Your instructions: Report only the number of lines in the records that contain the word "copilot".

Collected data entries:
= Beginning of Section =

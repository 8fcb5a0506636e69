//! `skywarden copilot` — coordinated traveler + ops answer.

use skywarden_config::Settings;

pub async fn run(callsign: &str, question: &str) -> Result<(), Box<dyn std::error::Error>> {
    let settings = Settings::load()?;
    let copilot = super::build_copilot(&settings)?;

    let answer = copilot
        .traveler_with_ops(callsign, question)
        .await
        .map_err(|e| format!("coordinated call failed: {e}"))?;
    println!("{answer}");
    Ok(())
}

= End of Section =

Task output: 3